• _PROBLEM TO WORK ON_: Extract all lines that hold "PartialEq" from the records below.

Extracted data entries

┌──

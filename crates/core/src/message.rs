//! Message domain types.
//!
//! These are the value objects that flow through the loop:
//! caller seeds a transcript → model replies → tool results are appended → model replies again.

use chrono::{DateTime, Utc};
use serde::{Deserialize, Serialize};
use uuid::Uuid;

/// The role of a message sender in a transcript.
#[derive(Debug, Clone, Copy, PartialEq, Eq, Hash, Serialize, Deserialize)]
#[serde(rename_all = "lowercase")]
pub enum Role {
    /// System instructions
    System,
    /// The caller (and synthetic confirmation prompts)
    User,
    /// The model
    Assistant,
    /// Tool execution result
    Tool,
}

impl std::fmt::Display for Role {
    fn fmt(&self, f: &mut std::fmt::Formatter<'_>) -> std::fmt::Result {
        match self {
            Self::System => write!(f, "system"),
            Self::User => write!(f, "user"),
            Self::Assistant => write!(f, "assistant"),
            Self::Tool => write!(f, "tool"),
        }
    }
}

/// A single message in a transcript.
#[derive(Debug, Clone, Serialize, Deserialize)]
pub struct Message {
    /// Unique message ID
    pub id: String,

    /// Who sent this message
    pub role: Role,

    /// The text content (possibly empty)
    #[serde(default)]
    pub content: String,

    /// Tool calls requested by the assistant (if any)
    #[serde(default, skip_serializing_if = "Vec::is_empty")]
    pub tool_calls: Vec<ToolCallRequest>,

    /// If this is a tool result, which tool call it responds to
    #[serde(default, skip_serializing_if = "Option::is_none")]
    pub tool_call_id: Option<String>,

    /// If this is a tool result, the name of the tool that was requested
    #[serde(default, skip_serializing_if = "Option::is_none")]
    pub tool_name: Option<String>,

    /// Timestamp
    pub timestamp: DateTime<Utc>,
}

impl Message {
    fn with_role(role: Role, content: impl Into<String>) -> Self {
        Self {
            id: Uuid::new_v4().to_string(),
            role,
            content: content.into(),
            tool_calls: Vec::new(),
            tool_call_id: None,
            tool_name: None,
            timestamp: Utc::now(),
        }
    }

    /// Create a new system message.
    pub fn system(content: impl Into<String>) -> Self {
        Self::with_role(Role::System, content)
    }

    /// Create a new user message.
    pub fn user(content: impl Into<String>) -> Self {
        Self::with_role(Role::User, content)
    }

    /// Create a new assistant message.
    pub fn assistant(content: impl Into<String>) -> Self {
        Self::with_role(Role::Assistant, content)
    }

    /// Create an assistant message that requests tool calls.
    pub fn assistant_with_calls(content: impl Into<String>, tool_calls: Vec<ToolCallRequest>) -> Self {
        let mut msg = Self::with_role(Role::Assistant, content);
        msg.tool_calls = tool_calls;
        msg
    }

    /// Create a tool result message.
    pub fn tool_result(
        tool_call_id: impl Into<String>,
        tool_name: impl Into<String>,
        content: impl Into<String>,
    ) -> Self {
        let mut msg = Self::with_role(Role::Tool, content);
        msg.tool_call_id = Some(tool_call_id.into());
        msg.tool_name = Some(tool_name.into());
        msg
    }

    /// Whether this is an assistant message carrying at least one tool call.
    pub fn requests_tools(&self) -> bool {
        self.role == Role::Assistant && !self.tool_calls.is_empty()
    }
}

/// A tool call emitted by the model.
///
/// `arguments` is the raw encoded payload exactly as the model produced it.
/// It is parsed at dispatch time and never trusted as structured data.
#[derive(Debug, Clone, PartialEq, Eq, Serialize, Deserialize)]
pub struct ToolCallRequest {
    /// Unique ID for this tool call (unique within one response)
    pub id: String,

    /// Name of the tool to invoke
    pub name: String,

    /// Arguments as an opaque encoded string
    #[serde(default)]
    pub arguments: String,
}

impl ToolCallRequest {
    pub fn new(id: impl Into<String>, name: impl Into<String>, arguments: impl Into<String>) -> Self {
        Self {
            id: id.into(),
            name: name.into(),
            arguments: arguments.into(),
        }
    }
}

#[cfg(test)]
mod tests {
    use super::*;

    #[test]
    fn create_user_message() {
        let msg = Message::user("Hello, agent!");
        assert_eq!(msg.role, Role::User);
        assert_eq!(msg.content, "Hello, agent!");
        assert!(msg.tool_calls.is_empty());
        assert!(!msg.requests_tools());
    }

    #[test]
    fn tool_result_links_call() {
        let msg = Message::tool_result("call_1", "echo", "hi");
        assert_eq!(msg.role, Role::Tool);
        assert_eq!(msg.tool_call_id.as_deref(), Some("call_1"));
        assert_eq!(msg.tool_name.as_deref(), Some("echo"));
    }

    #[test]
    fn assistant_with_calls_requests_tools() {
        let msg = Message::assistant_with_calls(
            "thinking",
            vec![ToolCallRequest::new("c1", "search", r#"{"q":"rust"}"#)],
        );
        assert!(msg.requests_tools());
        assert_eq!(msg.content, "thinking");
    }

    #[test]
    fn message_json_skips_empty_fields() {
        let json = serde_json::to_string(&Message::user("Test message")).unwrap();
        assert!(!json.contains("tool_calls"));
        assert!(!json.contains("tool_call_id"));
        let back: Message = serde_json::from_str(&json).unwrap();
        assert_eq!(back.role, Role::User);
    }

    #[test]
    fn role_display_is_lowercase() {
        assert_eq!(Role::Assistant.to_string(), "assistant");
        assert_eq!(Role::Tool.to_string(), "tool");
    }
}
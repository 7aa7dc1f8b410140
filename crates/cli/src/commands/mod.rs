pub mod config_cmd;
pub mod replay;
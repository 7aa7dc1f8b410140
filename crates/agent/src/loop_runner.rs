//! The tool-use loop controller.

use std::collections::HashSet;
use std::sync::Arc;
use std::time::Instant;

use serde_json::{Map, Value};
use tokio_util::sync::CancellationToken;
use tracing::{debug, info, warn};
use uuid::Uuid;

use toolloop_core::agent::LoopConfig;
use toolloop_core::budget::{BudgetDecision, BudgetTracker, NoBudget};
use toolloop_core::context::{ContextResolver, ExecutionContext, PassThroughResolver};
use toolloop_core::error::{ProviderError, TranscriptError};
use toolloop_core::event::{NoObserver, Observation, ObservationKind, ObservationSink};
use toolloop_core::governance::{Authorization, GovernanceGate};
use toolloop_core::message::{Message, ToolCallRequest};
use toolloop_core::provider::{ModelClient, ModelRequest, ModelResponse, ToolDefinition};
use toolloop_core::tool::{ToolExecutor, ToolOutcome};
use toolloop_core::trace::{ActionRecord, ActionStatus, NoTrace, TraceSink};
use toolloop_core::transcript::Transcript;

use crate::error::LoopError;
use crate::output::{parse_arguments, parse_final_output};
use crate::state::{LoopResult, LoopState, TerminationReason};
use crate::termination::{Checkpoint, TerminationPolicy, TextTurn};

/// Synthetic user message sent after the first text-only reply.
pub const CONFIRMATION_PROMPT: &str = "Before finishing, verify all parts of the task are \
complete and all results are checked before restating your answer.";

/// Drives one model ↔ tools exchange to a terminal state.
///
/// The controller holds only shared, read-only configuration and
/// collaborators; every [`run`](Self::run) owns its own [`LoopState`], so one
/// controller can serve many concurrent invocations.
pub struct LoopController {
    config: LoopConfig,
    policy: TerminationPolicy,

    /// The model client
    model: Arc<dyn ModelClient>,

    /// Tool executor (usually a `ToolRegistry`)
    tools: Arc<dyn ToolExecutor>,

    /// Authorization + audit
    governance: Arc<dyn GovernanceGate>,

    /// Per-call context lookup
    resolver: Arc<dyn ContextResolver>,

    /// Optional resource ceilings
    budget: Arc<dyn BudgetTracker>,

    /// Optional observation sink
    observer: Arc<dyn ObservationSink>,

    /// Optional trace sink
    tracer: Arc<dyn TraceSink>,

    /// Caller context every call starts from
    context: ExecutionContext,
}
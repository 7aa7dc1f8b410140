//! Fatal loop errors.
//!
//! Ordinary tool and policy failures never show up here; they end the loop
//! with a [`TerminationReason`](crate::state::TerminationReason) instead.

use thiserror::Error;
use toolloop_core::error::{ProviderError, TranscriptError};

use crate::state::LoopProgress;

#[derive(Debug, Error)]
pub enum LoopError {
    /// The model client failed. Retrying is the caller's call.
    #[error("model client failed: {0}")]
    Provider(#[from] ProviderError),

    /// The seed transcript (or a collaborator) broke a transcript invariant.
    #[error("transcript invariant violated: {0}")]
    Transcript(#[from] TranscriptError),

    /// The caller cancelled the invocation. In-flight work was audited as cancelled.
    #[error("loop cancelled after {} iteration(s)", .0.iterations)]
    Cancelled(Box<LoopProgress>),
}

impl LoopError {
    /// Partial progress, when the error carries any.
    pub fn progress(&self) -> Option<&LoopProgress> {
        match self {
            Self::Cancelled(progress) => Some(progress),
            _ => None,
        }
    }
}
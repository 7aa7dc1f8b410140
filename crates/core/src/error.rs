//! Error types for the toolloop domain.
//!
//! Uses `thiserror` for ergonomic error definitions.
//! Each bounded context has its own error variant.

use thiserror::Error;

use crate::message::Role;

/// The top-level error type for toolloop operations.
#[derive(Debug, Error)]
pub enum Error {
    // --- Model client errors ---
    #[error("Provider error: {0}")]
    Provider(#[from] ProviderError),

    // --- Tool errors ---
    #[error("Tool error: {0}")]
    Tool(#[from] ToolError),

    // --- Transcript errors ---
    #[error("Transcript error: {0}")]
    Transcript(#[from] TranscriptError),
}

/// Result type alias using our Error.
pub type Result<T> = std::result::Result<T, Error>;

// --- Bounded context errors ---

/// Faults of the model client transport. Retrying is the caller's business.
#[derive(Debug, Clone, Error)]
pub enum ProviderError {
    #[error("API request failed: {message} (status: {status_code})")]
    ApiError {
        status_code: u16,
        message: String,
    },

    #[error("Rate limited by provider, retry after {retry_after_secs}s")]
    RateLimited { retry_after_secs: u64 },

    #[error("Request timed out: {0}")]
    Timeout(String),

    #[error("Network error: {0}")]
    Network(String),

    #[error("Scripted provider exhausted after {0} responses")]
    Exhausted(usize),
}

/// Failures raised by tool implementations.
///
/// These never cross the loop boundary: the registry folds them into a
/// failure [`ToolOutcome`](crate::tool::ToolOutcome).
#[derive(Debug, Error)]
pub enum ToolError {
    #[error("Tool not found: {0}")]
    NotFound(String),

    #[error("Tool execution failed: {tool_name}: {reason}")]
    ExecutionFailed { tool_name: String, reason: String },

    #[error("Invalid tool arguments: {0}")]
    InvalidArguments(String),
}

/// Structural violations of the transcript invariants.
///
/// The loop never produces these on its own; seeing one means a caller
/// handed in a malformed history or a collaborator broke its contract.
#[derive(Debug, Clone, Error)]
pub enum TranscriptError {
    #[error("transcript must start with a system message")]
    MissingSystem,

    #[error("transcript must have a user message right after the system message")]
    MissingInitialUser,

    #[error("transcript may contain only one system message")]
    DuplicateSystem,

    #[error("expected a message with role {expected}, found {found}")]
    UnexpectedRole { expected: Role, found: Role },

    #[error("tool call {0} has not been answered yet")]
    UnansweredCall(String),

    #[error("tool result references unknown call id {0}")]
    UnknownCallId(String),

    #[error("tool result for {found} arrived before the result for {expected}")]
    OutOfOrder { expected: String, found: String },

    #[error("tool call id {0} appears twice in one reply")]
    DuplicateCallId(String),

    #[error("tool message without a tool_call_id")]
    MissingCallId,
}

└──

• _COMPLETED TASK_:
#[derive(Debug, Clone, Copy, PartialEq, Eq, Hash, Serialize, Deserialize)]
#[derive(Debug, Clone, PartialEq, Eq, Serialize, Deserialize)]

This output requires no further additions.